Did you know some local governments in drought-ridden areas “seed” their clouds to increase precipitation? Many in Northern New Mexico were mystified on Nov. 4, 2021, when they read a public notice in the Taos News about an application filed with a state water commission for such a “weather control and precipitation enhancement” project that was to set to begin the following month.
News coverage of the notice and the local controversy it spawned earned the Taos News and veteran editor and reporter Rick Romancito first-place in this year’s Michael Kramer Public Notice Journalism Award competition. Sam Galski of the Standard-Speaker in Hazleton, Pa., won second-place. Two North Dakota papers — The Bismarck Tribune and 2020 public notice award winner The (Crosby) Journal — tied for third.
The competition was hosted by the National Newspaper Association Foundation and sponsored by PNRC.
Romancito (pictured above) signaled the importance of the cloud-seeding notice by mentioning it in the first sentence of the web version of the story he wrote about the notice the week after it was originally published. He reported the notice was “sparking interest through the Northern New Mexico region” due to its broad impact and unusual subject matter, as well as the relatively brief comment period it granted citizens to raise objections.
In addition to being a fine example of public notice journalism, Romancito’s initial story was a model of thorough reporting that described the cloud-seeding process and the history behind its use and development. It also explained to readers how they could comment on the application.
That original report was published on page 10 of the print edition of the weekly paper. By the following week, opposition stirred up by the application — including most of the 150 people or so who participated via teleconference in a public hearing — earned front-page coverage. The application was withdrawn later that week.
Sam Galski’s second-place entry included several examples of excellent shoe-leather coverage of common municipal issues like zoning plans and infrastructure projects. Each of his stories cite a public notice as an important source for the reporting.
Galski’s package is reminiscent of the kind of entry we have grown accustomed to seeing from the Scranton Time-Tribune’s Jim Lockwood, who has won public notice reporting awards from both PNRC and the Pennsylvania NewsMedia Association on many previous occasions. Both Lockwood and Galski work for Times-Shamrock Communications, a Pennsylvania-based regional news chain that should be commended for its commitment to public notice and for highlighting its use as source material in their news stories.
The stories from North Dakota that tied for third-place both focus on a similar subject: How public officials sometimes fail to satisy the state’s already-lax meeting notice requirements.
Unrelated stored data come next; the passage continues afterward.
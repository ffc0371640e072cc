//! 持久化設定檔（ccat.json）
//!
//! 只有白名單中的鍵會被讀取與寫回；檔案不存在等同於空設定。

use crate::error::{CcatError, Result};
use serde::{Deserialize, Serialize};
use std::collections::BTreeMap;
use std::fs;
use std::io;
use std::path::{Path, PathBuf};

pub const CONFIG_FILE_NAME: &str = "ccat.json";

/// 覆寫設定檔位置的環境變數
pub const CONFIG_ENV: &str = "CCAT_CONFIG";

/// 設定檔位置：`CCAT_CONFIG`，否則與執行檔放在一起
pub fn config_path() -> PathBuf {
    if let Some(path) = std::env::var_os(CONFIG_ENV).filter(|p| !p.is_empty()) {
        return PathBuf::from(path);
    }

    std::env::current_exe()
        .ok()
        .and_then(|exe| exe.parent().map(|dir| dir.join(CONFIG_FILE_NAME)))
        .unwrap_or_else(|| PathBuf::from(CONFIG_FILE_NAME))
}

/// 可持久化的鍵（白名單）；其他鍵讀取時忽略
#[derive(Debug, Clone, Default, PartialEq, Eq, Serialize, Deserialize)]
pub struct PersistedConfig {
    #[serde(default, skip_serializing_if = "Option::is_none")]
    pub background: Option<String>,
    /// 副檔名 -> lexer 名稱，例如 {".h": "c"}
    #[serde(default, skip_serializing_if = "BTreeMap::is_empty")]
    pub ext_lexers: BTreeMap<String, String>,
    #[serde(default, skip_serializing_if = "Option::is_none")]
    pub format: Option<String>,
    #[serde(default, skip_serializing_if = "Option::is_none")]
    pub linenos: Option<bool>,
    #[serde(default, skip_serializing_if = "Option::is_none")]
    pub style: Option<String>,
}

impl PersistedConfig {
    /// 讀取設定檔；不存在時回傳 None
    pub fn load(path: &Path) -> Result<Option<Self>> {
        if !path.exists() {
            return Ok(None);
        }

        let text = fs::read_to_string(path).map_err(|source| CcatError::ConfigRead {
            path: path.to_path_buf(),
            source,
        })?;
        let config = serde_json::from_str(&text).map_err(|source| CcatError::ConfigParse {
            path: path.to_path_buf(),
            source,
        })?;
        Ok(Some(config))
    }

    pub fn save(&self, path: &Path) -> Result<()> {
        let write_err = |source: io::Error| CcatError::ConfigWrite {
            path: path.to_path_buf(),
            source,
        };

        let mut text = serde_json::to_string_pretty(self)
            .map_err(|e| write_err(io::Error::new(io::ErrorKind::InvalidData, e)))?;
        text.push('\n');
        fs::write(path, text).map_err(write_err)
    }

    /// 所有值都是空的 / false
    pub fn is_empty(&self) -> bool {
        self.background.is_none()
            && self.ext_lexers.is_empty()
            && self.format.is_none()
            && self.linenos.is_none()
            && self.style.is_none()
    }
}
Neither the statewide COVID vaccination planning committee in Bismarck nor the city council in Crosby were required to publish a newspaper notice of the meetings that Bilal Suleiman of the Bismarck Tribune and Brad Nygaard of the Crosby Journal, respectively, claim were insufficiently noticed. All the agencies needed to do was file their meeting schedules with the secretary of state and/or post a meeting notice on their own websites, but they couldn’t even meet that low bar.
The annual public notice reporting award is named in honor of public notice advocate Michael Kramer (pictured at right), a former PNRC Board member and president of Law Bulletin Media in Chicago, who died on Dec. 7, 2020, after a battle with cancer. Kramer spent his life in the news-publishing business and joined the Law Bulletin in 1997, rising to publisher in 2007 and company president in 2015. He was also a valued member of the Illinois Press Foundation Board of Directors for many years.